* Exercise goal
Your answer should be the lines of the listing that contain the word "libs".

* Supplied data
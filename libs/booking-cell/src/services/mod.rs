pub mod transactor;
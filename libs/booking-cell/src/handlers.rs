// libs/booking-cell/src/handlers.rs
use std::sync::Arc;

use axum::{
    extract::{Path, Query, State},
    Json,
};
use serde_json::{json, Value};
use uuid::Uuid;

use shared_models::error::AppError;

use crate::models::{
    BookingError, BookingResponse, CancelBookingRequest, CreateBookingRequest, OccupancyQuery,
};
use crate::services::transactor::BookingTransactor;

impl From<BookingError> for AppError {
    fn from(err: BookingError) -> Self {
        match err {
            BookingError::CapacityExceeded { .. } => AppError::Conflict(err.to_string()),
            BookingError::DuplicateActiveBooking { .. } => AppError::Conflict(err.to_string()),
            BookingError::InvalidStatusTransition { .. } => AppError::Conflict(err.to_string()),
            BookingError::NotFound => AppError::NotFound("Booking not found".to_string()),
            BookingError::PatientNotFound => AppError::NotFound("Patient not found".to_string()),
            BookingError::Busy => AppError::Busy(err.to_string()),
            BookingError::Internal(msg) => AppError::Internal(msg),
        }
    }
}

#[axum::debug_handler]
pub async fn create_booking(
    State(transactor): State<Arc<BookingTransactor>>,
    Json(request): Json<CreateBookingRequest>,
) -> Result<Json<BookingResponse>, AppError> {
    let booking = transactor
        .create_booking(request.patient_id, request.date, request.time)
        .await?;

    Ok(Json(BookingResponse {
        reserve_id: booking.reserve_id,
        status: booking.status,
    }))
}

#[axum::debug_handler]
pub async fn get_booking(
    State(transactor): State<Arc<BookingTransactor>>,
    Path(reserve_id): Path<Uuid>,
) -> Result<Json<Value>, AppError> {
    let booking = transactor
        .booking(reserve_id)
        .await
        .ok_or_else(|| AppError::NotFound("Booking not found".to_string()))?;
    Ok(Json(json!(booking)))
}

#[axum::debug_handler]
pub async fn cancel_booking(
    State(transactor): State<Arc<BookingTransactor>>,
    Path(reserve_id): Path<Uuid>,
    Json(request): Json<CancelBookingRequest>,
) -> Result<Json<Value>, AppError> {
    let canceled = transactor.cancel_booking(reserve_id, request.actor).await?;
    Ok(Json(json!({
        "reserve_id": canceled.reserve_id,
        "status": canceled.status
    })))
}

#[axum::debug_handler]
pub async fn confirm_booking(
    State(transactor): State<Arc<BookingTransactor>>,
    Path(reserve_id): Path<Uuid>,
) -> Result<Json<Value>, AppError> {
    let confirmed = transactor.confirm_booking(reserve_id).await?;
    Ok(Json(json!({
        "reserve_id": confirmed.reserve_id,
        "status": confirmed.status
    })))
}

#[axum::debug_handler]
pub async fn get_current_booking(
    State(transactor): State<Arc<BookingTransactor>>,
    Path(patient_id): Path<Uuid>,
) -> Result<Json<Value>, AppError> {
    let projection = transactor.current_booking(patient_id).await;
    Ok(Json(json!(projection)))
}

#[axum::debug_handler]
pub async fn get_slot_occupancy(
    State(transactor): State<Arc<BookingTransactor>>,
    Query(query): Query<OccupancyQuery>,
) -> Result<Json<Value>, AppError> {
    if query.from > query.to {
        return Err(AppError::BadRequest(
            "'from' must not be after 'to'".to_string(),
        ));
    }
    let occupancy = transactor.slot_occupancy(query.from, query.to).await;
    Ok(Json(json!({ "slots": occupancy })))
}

* Task answer
filename libs/booking-cell/src/services/mod.rs
filename libs/booking-cell/src/handlers.rs
// libs/booking-cell/src/handlers.rs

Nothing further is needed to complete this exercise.